The trick is to lose weight safely and timely, then switch to a weight maintenance diet while simultaneously focusing on all the determinates of weight (in this order):
- Gut health
- Diseases causing obesity/Medical conditions/Medications
Some could argue the merits of my hierarchy here, but gut health needs to be the #1 focus, because without a healthy gut everything you do is futile.
“Emerging evidence suggests the human gut microbiota, a complex ecosystem residing in the gastrointestinal tract (GIT), may influence weight-gain through several inter-dependent pathways including energy harvesting, short-chain fatty-acids signaling, behavior modifications, controlling satiety and modulating inflammatory responses within the host (Bliss, 2018).”
Secondly, focus on underlying medical conditions or diseases that might be hampering your efforts. Your doctor and you should be able to come up with a plan of action that allows you to be healthy, even if you can never be at a normal weight. There is no shame in this!

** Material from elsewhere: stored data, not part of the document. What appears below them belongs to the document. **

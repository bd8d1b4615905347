use sea_orm::entity::prelude::*;
use serde::{Deserialize, Serialize};

#[derive(Clone, Debug, PartialEq, Eq, DeriveEntityModel, Serialize, Deserialize)]
#[sea_orm(table_name = "khawatir")]
pub struct Model {
    #[sea_orm(primary_key)]
    pub id: i32,
    pub author: String,
    #[sea_orm(column_type = "Text")]
    pub content: String,
    pub upvotes: i32,
    pub downvotes: i32,
    pub created_at: DateTimeUtc,
}

#[derive(Copy, Clone, Debug, EnumIter, DeriveRelation)]
pub enum Relation {
    #[sea_orm(has_many = "super::vote::Entity")]
    Votes,
}

impl Related<super::vote::Entity> for Entity {
    fn to() -> RelationDef {
        Relation::Votes.def()
    }
}

impl ActiveModelBehavior for ActiveModel {}

impl From<Model> for crate::domain::Khatira {
    fn from(m: Model) -> Self {
        Self {
            id: m.id,
            author: m.author,
            content: m.content,
            upvotes: m.upvotes,
            downvotes: m.downvotes,
            created_at: m.created_at,
        }
    }
}
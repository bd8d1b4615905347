pub mod db;
pub mod security;
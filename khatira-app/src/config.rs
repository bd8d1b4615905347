use crate::infrastructure::security::{
    DEFAULT_MAX_AUTHOR_CHARS, DEFAULT_MAX_CONTENT_CHARS, DEFAULT_REQUESTS_PER_HOUR,
    DEFAULT_REQUESTS_PER_MINUTE,
};
use std::net::SocketAddr;
use std::str::FromStr;

const DEFAULT_DATABASE_URL: &str = "sqlite://khatira.db?mode=rwc";
const DEFAULT_VOTER_SESSION_DAYS: i64 = 30;
const DEFAULT_DB_MAX_CONNECTIONS: u32 = 10;

#[derive(Debug, thiserror::Error, PartialEq, Eq)]
pub enum ConfigError {
    #[error("{0} must be set")]
    Missing(&'static str),

    #[error("invalid value for {key}: {value:?}")]
    Invalid { key: &'static str, value: String },
}

#[derive(Clone)]
pub struct Config {
    pub bind_addr: SocketAddr,
    pub database_url: String,
    pub db_max_connections: u32,
    pub admin_password: String,
    /// Origins allowed to call the API with credentials. Empty disables CORS.
    pub allowed_origins: Vec<String>,
    /// Marks cookies `Secure` and `SameSite=None` so a front end on another site can send them.
    pub secure_cookies: bool,
    /// Take the client address from `X-Forwarded-For`. Only safe behind a proxy that sets it.
    pub trust_proxy: bool,
    pub voter_session_days: i64,
    pub rate_limit_per_minute: u32,
    pub rate_limit_per_hour: u32,
    pub max_author_chars: usize,
    pub max_content_chars: usize,
}

impl Config {
    pub fn from_env() -> Result<Self, ConfigError> {
        Self::from_lookup(|key| std::env::var(key).ok())
    }

    /// Builds the config from any key lookup; `from_env` passes the process environment.
    pub fn from_lookup<F>(lookup: F) -> Result<Self, ConfigError>
    where
        F: Fn(&str) -> Option<String>,
    {
        let admin_password = lookup("ADMIN_PASSWORD")
            .filter(|p| !p.is_empty())
            .ok_or(ConfigError::Missing("ADMIN_PASSWORD"))?;

        let allowed_origins = lookup("ALLOWED_ORIGINS")
            .map(|raw| {
                raw.split(',')
                    .map(str::trim)
                    .filter(|o| !o.is_empty())
                    .map(String::from)
                    .collect()
            })
            .unwrap_or_default();

        Ok(Self {
            bind_addr: parse_or(&lookup, "BIND_ADDR", default_bind_addr())?,
            database_url: lookup("DATABASE_URL").unwrap_or_else(|| {
                tracing::info!("DATABASE_URL not set, using default: {}", DEFAULT_DATABASE_URL);
                DEFAULT_DATABASE_URL.to_string()
            }),
            db_max_connections: parse_or(&lookup, "DB_MAX_CONNECTIONS", DEFAULT_DB_MAX_CONNECTIONS)?,
            admin_password,
            allowed_origins,
            secure_cookies: parse_or(&lookup, "SECURE_COOKIES", false)?,
            trust_proxy: parse_or(&lookup, "TRUST_PROXY", false)?,
            voter_session_days: parse_or(&lookup, "VOTER_SESSION_DAYS", DEFAULT_VOTER_SESSION_DAYS)?,
            rate_limit_per_minute: parse_or(&lookup, "RATE_LIMIT_PER_MINUTE", DEFAULT_REQUESTS_PER_MINUTE)?,
            rate_limit_per_hour: parse_or(&lookup, "RATE_LIMIT_PER_HOUR", DEFAULT_REQUESTS_PER_HOUR)?,
            max_author_chars: parse_or(&lookup, "MAX_AUTHOR_CHARS", DEFAULT_MAX_AUTHOR_CHARS)?,
            max_content_chars: parse_or(&lookup, "MAX_CONTENT_CHARS", DEFAULT_MAX_CONTENT_CHARS)?,
        })
    }
}

impl Default for Config {
    /// Local defaults with no admin password, so the dashboard stays locked.
    fn default() -> Self {
        Self {
            bind_addr: default_bind_addr(),
            database_url: DEFAULT_DATABASE_URL.to_string(),
            db_max_connections: DEFAULT_DB_MAX_CONNECTIONS,
            admin_password: String::new(),
            allowed_origins: Vec::new(),
            secure_cookies: false,
            trust_proxy: false,
            voter_session_days: DEFAULT_VOTER_SESSION_DAYS,
            rate_limit_per_minute: DEFAULT_REQUESTS_PER_MINUTE,
            rate_limit_per_hour: DEFAULT_REQUESTS_PER_HOUR,
            max_author_chars: DEFAULT_MAX_AUTHOR_CHARS,
            max_content_chars: DEFAULT_MAX_CONTENT_CHARS,
        }
    }
}

impl std::fmt::Debug for Config {
    fn fmt(&self, f: &mut std::fmt::Formatter<'_>) -> std::fmt::Result {
        f.debug_struct("Config")
            .field("bind_addr", &self.bind_addr)
            .field("db_max_connections", &self.db_max_connections)
            .field("allowed_origins", &self.allowed_origins)
            .field("secure_cookies", &self.secure_cookies)
            .field("trust_proxy", &self.trust_proxy)
            .field("voter_session_days", &self.voter_session_days)
            .field("rate_limit_per_minute", &self.rate_limit_per_minute)
            .field("rate_limit_per_hour", &self.rate_limit_per_hour)
            .finish_non_exhaustive()
    }
}

fn default_bind_addr() -> SocketAddr {
    SocketAddr::from(([0, 0, 0, 0], 3000))
}

fn parse_or<F, T>(lookup: &F, key: &'static str, default: T) -> Result<T, ConfigError>
where
    F: Fn(&str) -> Option<String>,
    T: FromStr,
{
    match lookup(key) {
        Some(raw) => raw
            .trim()
            .parse()
            .map_err(|_| ConfigError::Invalid { key, value: raw }),
        None => Ok(default),
    }
}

Then start to dial in your diet, exercise, sleep, and stress levels all-the-while being mindful of your genes. If your Mom, Dad, Grandpa, or Grandma had big thighs or a big belly, chances are you will, too. Don’t fight it…manage it. We can’t all look like the people we see in weight loss ads, and quite frankly, we shouldn’t.
The rest of this book is devoted to hacking industry secrets to lead you to a diet that works for you. And not just to lose a couple pounds, but to keep it off forever. Weight loss diets work, if you can find one that suits you, and if you can stick to it for long enough. Factors that will influence your success are oftentimes outside your control and need to be addressed first. We must also learn to differentiate between “looking good” and “being healthy.” Good looks are mostly a dream sold by advertisers. Good health comes from within.
Bliss, Edward S., and Eliza Whiteside. “The gut-brain axis, the human gut microbiota and their integration in the development of obesity.” Frontiers in physiology 9 (2018).